比如,他打个盹自己醒了会习惯性地先解释,“我没睡。”甭管会不会被女儿和媳妇抓包,甭管屋里有没有人,他也会先说这句话。
有时候看他那模样也是可怜。
不过,你可千万别让宋福生知晓你心里可怜他,因为这样的话,他会更牢骚了。
“佩英,我已经不是陆畔那种小鲜肉欧巴的年纪了,我就是一中年油腻大叔,我哪有那精力去搞学习啊。”
“佩英,你看我这枸杞水喝这么多,也挡不住头发一掉掉一大把。”
“佩英,就咱们这个年纪考学不是受罪吗?我这得考到什么时候算到头?”
钱佩英打扫家里卫生,他从客厅跟到厨房,再从厨房跟回来:
“佩英,我现在就想抽空往哪一趴。”
“佩英,真的,我这回要是万一考不好就考不好吧,行不行?再这么学下去,我都容易见到书就得高血压。”
烦的钱佩英呦,“老宋,让你闺女知道你还能这么活泼,还没学打蔫自闭么更压榨你了,快别废话,去学。”
“可我不想……”
“嗳?茯苓你啥时候回来的?”
老宋连头都没回就去了书房。
门口只有几盆花在晃动,哪有茯苓。
“老钱,你敢骗我!”
十月第一天。
宋福生从在家穿大裤衩还热到不行的天气里,到秋风袭来,穿裤衩冻大腿了,换上长衫,他终于走出了家门,终于。
村里人见到他都说:
“团长,好久不见。”
“团长,瞧你好像胖了些。”
“团长,你是不是要去考举人啦?”宋福生胖了一圈儿。
在全家包括他女儿都黑了一个色号的情况下,他长体重十二斤,白了两个色号。
宋茯苓用粉底色卡给他爹对比过脸色,当时很嫉妒的。
也就是说,宋福生闭关小俩月后,变的又白又嫩。
“恩,今日就走,大伙这段日子都挺好的吧?”
“挺好的,团长,你放心去。”
正说着话时,任族长被家人簇拥着出来了。
一露面,就给宋福生造一愣。
这是什么形象啊这是?
只看任族长穿着浑身上下带兜的长衫,要不是衣料没有补丁,就和外面那些要饭的人一样一样的,手里还拄根拐棍。
却没想到任族长也很嫌弃他说,“你怎么能穿这身?”
有些埋怨自己怎么就嘴懒忘嘱咐,“你不弄戴兜子的衣裳怎么装物什?那么多。”
看看他这件,上面俩兜装米,腰上装粮,腿部这里俩大兜装蜡烛,多么节省地方,年轻人就是没有经验。

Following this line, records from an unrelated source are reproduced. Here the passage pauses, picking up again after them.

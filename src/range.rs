//! `TextRange`: a `[start, end)` view over a document's text.
//!
//! A range owns no text. Its bounds are unchecked on write and clamped on
//! read, so a range that outlived an edit never reads past the buffer end.
//! Cloning yields an independent range over the same document; a range only
//! follows edits after [`TextRange::track`] registers it as live.

use std::cell::Cell;
use std::fmt;
use std::rc::Rc;

use crate::bounds::{Bounds, BoundsArg};
use crate::diff::TextChange;
use crate::document::{Document, DocumentRef};
use crate::error::{RangeError, SearchError};
use crate::hooks::{self, HookContext, TextOptions};
use crate::live::BoundsCell;
use crate::search::{self, SearchOptions};
use crate::surface::Element;
use crate::util::text::{char_len, line_at, LINE_SEPARATOR};

pub struct TextRange {
    doc: DocumentRef,
    cell: BoundsCell,
    matched: Option<bool>,
}

impl Clone for TextRange {
    /// Same document and offsets, fresh untracked bounds
    fn clone(&self) -> Self {
        Self {
            doc: Rc::clone(&self.doc),
            cell: Rc::new(Cell::new(self.cell.get())),
            matched: self.matched,
        }
    }
}

impl fmt::Debug for TextRange {
    fn fmt(&self, f: &mut fmt::Formatter<'_>) -> fmt::Result {
        f.debug_struct("TextRange")
            .field("bounds", &self.cell.get())
            .field("matched", &self.matched)
            .finish()
    }
}

impl TextRange {
    /// A collapsed range at the start of `doc`
    pub fn new(doc: &DocumentRef) -> Self {
        Self::with_bounds(doc, Bounds::default())
    }

    pub fn with_bounds(doc: &DocumentRef, bounds: impl Into<Bounds>) -> Self {
        Self {
            doc: Rc::clone(doc),
            cell: Rc::new(Cell::new(bounds.into())),
            matched: None,
        }
    }

    /// Build a document for `element` and a range over it
    pub fn for_element(element: Element) -> Self {
        Self::new(&Document::from_element(element).shared())
    }

    /// A range that is tracked from the start
    pub fn live(doc: &DocumentRef, bounds: impl Into<Bounds>) -> Self {
        let range = Self::with_bounds(doc, bounds);
        range.track();
        range
    }

    pub fn document(&self) -> &DocumentRef {
        &self.doc
    }

    /// Length of the whole document in chars
    pub fn len(&self) -> usize {
        self.doc.borrow().len()
    }

    pub fn is_empty(&self) -> bool {
        self.bounds().is_empty()
    }

    /// Run `f` over the document text
    pub fn with_text<R>(&self, f: impl FnOnce(&str) -> R) -> R {
        f(self.doc.borrow().text())
    }

    // =========================================================================
    // Bounds
    // =========================================================================

    /// Bounds as stored, possibly out of range
    pub fn raw_bounds(&self) -> Bounds {
        self.cell.get()
    }

    /// Current bounds clamped into `[0, len]` with `start <= end`
    pub fn bounds(&self) -> Bounds {
        self.cell.get().clamp(self.len())
    }

    /// Set bounds, unchecked until the next read
    pub fn set_bounds(&mut self, bounds: impl Into<Bounds>) -> &mut Self {
        self.cell.set(bounds.into());
        self
    }

    /// Apply a named bounds function; its result becomes the new bounds
    pub fn apply(&mut self, name: &str, args: &[BoundsArg]) -> Result<Bounds, RangeError> {
        let f = self
            .doc
            .borrow()
            .bounds_fn(name)
            .ok_or_else(|| RangeError::UnknownBounds(name.to_string()))?;
        let bounds = f(self, args)?;
        self.set_bounds(bounds);
        Ok(self.bounds())
    }

    /// Select 1-indexed line `n`
    pub fn set_line(&mut self, n: usize) -> &mut Self {
        self.set_lines(n, n)
    }

    /// Select lines `first..=last` (1-indexed), separators between them
    /// included, the final one excluded
    pub fn set_lines(&mut self, first: usize, last: usize) -> &mut Self {
        let bounds = self.with_text(|t| {
            let to_i64 = |n: usize| i64::try_from(n).unwrap_or(i64::MAX);
            crate::bounds::line_bounds(t, to_i64(first))
                .union(crate::bounds::line_bounds(t, to_i64(last)))
        });
        self.set_bounds(bounds)
    }

    /// 1-indexed line containing the start
    pub fn line(&self) -> usize {
        let start = self.bounds().start;
        self.with_text(|t| line_at(t, start))
    }

    /// First and last 1-indexed lines the range touches. A range ending just
    /// past a separator does not count the empty line after it.
    pub fn lines(&self) -> (usize, usize) {
        let b = self.bounds();
        self.with_text(|t| {
            let first = line_at(t, b.start);
            let mut end = b.end;
            if end > b.start
                && crate::util::text::char_slice(t, end - 1, end)
                    .starts_with(LINE_SEPARATOR)
            {
                end -= 1;
            }
            (first, line_at(t, end).max(first))
        })
    }

    // =========================================================================
    // Text
    // =========================================================================

    /// Text under the current bounds
    pub fn text(&self) -> String {
        let b = self.bounds();
        self.doc.borrow().slice(b.start, b.end)
    }

    /// Replace the text under the bounds
    pub fn set_text(&mut self, text: &str) -> TextChange {
        self.set_text_with(text, &TextOptions::default())
    }

    /// Replace the text under the bounds after running the text hooks. The
    /// range then covers the written text.
    pub fn set_text_with(&mut self, text: &str, options: &TextOptions) -> TextChange {
        let b = self.bounds();
        let written = self.with_text(|t| {
            hooks::run(
                &HookContext {
                    text: t,
                    start: b.start,
                    options,
                },
                text,
            )
        });
        let change = self
            .doc
            .borrow_mut()
            .replace(b.start, b.end, &written, options.kind);
        self.set_bounds(Bounds::new(b.start, b.start + char_len(&written)));
        change
    }

    // =========================================================================
    // Selection and viewport
    // =========================================================================

    /// Push the bounds into the native selection (or the pending selection
    /// when the surface is not focused)
    pub fn select(&self) {
        let b = self.bounds();
        self.doc.borrow_mut().select(b);
    }

    /// Bounds of the document's selection
    pub fn selection(&self) -> Bounds {
        self.doc.borrow().selection()
    }

    pub fn scroll_into_view(&self) {
        let b = self.bounds();
        self.doc.borrow_mut().scroll_into_view(b.start);
    }

    /// Surround the bounds with a container element
    pub fn wrap(&self, tag: &str) -> Result<(), RangeError> {
        let b = self.bounds();
        self.doc.borrow_mut().wrap(b, tag)
    }

    // =========================================================================
    // Search
    // =========================================================================

    /// Find `pattern` using the document's options overridden by `flags`.
    ///
    /// On success the bounds move to the match. On failure they stay put.
    /// Either way [`TextRange::matched`] reports the outcome.
    pub fn find(&mut self, pattern: &str, flags: &str) -> Result<bool, SearchError> {
        let options = SearchOptions::from_options(self.doc.borrow().options()).with_flags(flags)?;
        self.find_with(pattern, &options)
    }

    /// Convenience form: `no_wrap` disables wrapscan, `backward` searches
    /// towards the start
    pub fn find_next(
        &mut self,
        pattern: &str,
        no_wrap: bool,
        backward: bool,
    ) -> Result<bool, SearchError> {
        let mut options = SearchOptions::from_options(self.doc.borrow().options());
        options.wrapscan &= !no_wrap;
        options.backward = backward;
        self.find_with(pattern, &options)
    }

    pub fn find_with(&mut self, pattern: &str, options: &SearchOptions) -> Result<bool, SearchError> {
        let regex = search::compile(pattern, options)?;
        let current = self.bounds();
        let found = self.with_text(|t| search::find(t, current, &regex, options));
        if let Some(b) = found {
            self.set_bounds(b);
        }
        self.matched = Some(found.is_some());
        Ok(found.is_some())
    }

    /// Outcome of the last find, `None` before any
    pub fn matched(&self) -> Option<bool> {
        self.matched
    }

    /// Replace matches of `pattern` inside the bounds with `template`.
    /// Returns the number of replacements.
    pub fn replace(
        &mut self,
        pattern: &str,
        template: &str,
        flags: &str,
        global: bool,
    ) -> Result<usize, SearchError> {
        let options = SearchOptions::from_options(self.doc.borrow().options()).with_flags(flags)?;
        let regex = search::compile(pattern, &options)?;
        let region = self.bounds();
        let result = self.with_text(|t| {
            search::replace(t, region, &regex, template, global, options.backward, options.magic)
        });
        match result {
            Some((text, count)) => {
                self.set_text_with(&text, &TextOptions::default());
                Ok(count)
            }
            None => Ok(0),
        }
    }

    // =========================================================================
    // Live tracking
    // =========================================================================

    /// Follow edits from now on. Tracked ranges stay registered until
    /// [`TextRange::untrack`].
    pub fn track(&self) {
        self.doc.borrow_mut().track(&self.cell);
    }

    pub fn untrack(&self) -> bool {
        self.doc.borrow_mut().untrack(&self.cell)
    }

    pub fn is_live(&self) -> bool {
        self.doc.borrow().is_tracked(&self.cell)
    }

    /// Bind a mark at the current bounds
    pub fn bookmark(&self, name: &str) {
        let b = self.bounds();
        self.doc.borrow_mut().set_mark(name, b);
    }
}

“那叫九日,不是一天两天,你想想要准备多少物什,可不能少带,吃喝拉撒都在里面不让出来。你少了,里面没有卖的。”
没错,九日,考试前一晚就要进场,在因为凌晨就正式开考。
村里妇女们听完面面相觑:“啊?要不趁着没走,俺们赶紧给团长缝俩兜吧。”
大白胖眼下被晒的有些黑,变黑胖了,急的凑过来说:“团长,那你快脱衣裳。”
嗳嗳?请注意影响。
宋福生往后站了站。
别说他不需要衣裳带兜,就是需要,佩英还在后面站着呢,这些娘们这是要干啥,差些上手占他便宜。
男人,在外面要保护好自己的身体。
“不需要,我这里都装完了。”
“真不需要?”
马老太站出来说:“确实不需要,俺儿那考篮可不是一般的考篮,他够装。”
那是花她上百两银钱买的考篮。
依照今年灾情外村人卖肥地的价格,她花出去的考篮钱能买回五亩上等地。
再说九族做事怎么可能会不靠谱,早早就给准备出来,吃穿住行准保一应俱全,她上回去童谣镇寻亲时又买了不少,家里缺谁的也不会短缺福生。
“族长爷,团长,好好考!”
“爹,记得吃药。”这是晚辈嘱咐任族长这位老父亲的。
“福生呀,考的好孬都早些回,阿爷等你。”这是宋阿爷嘱咐孙子的。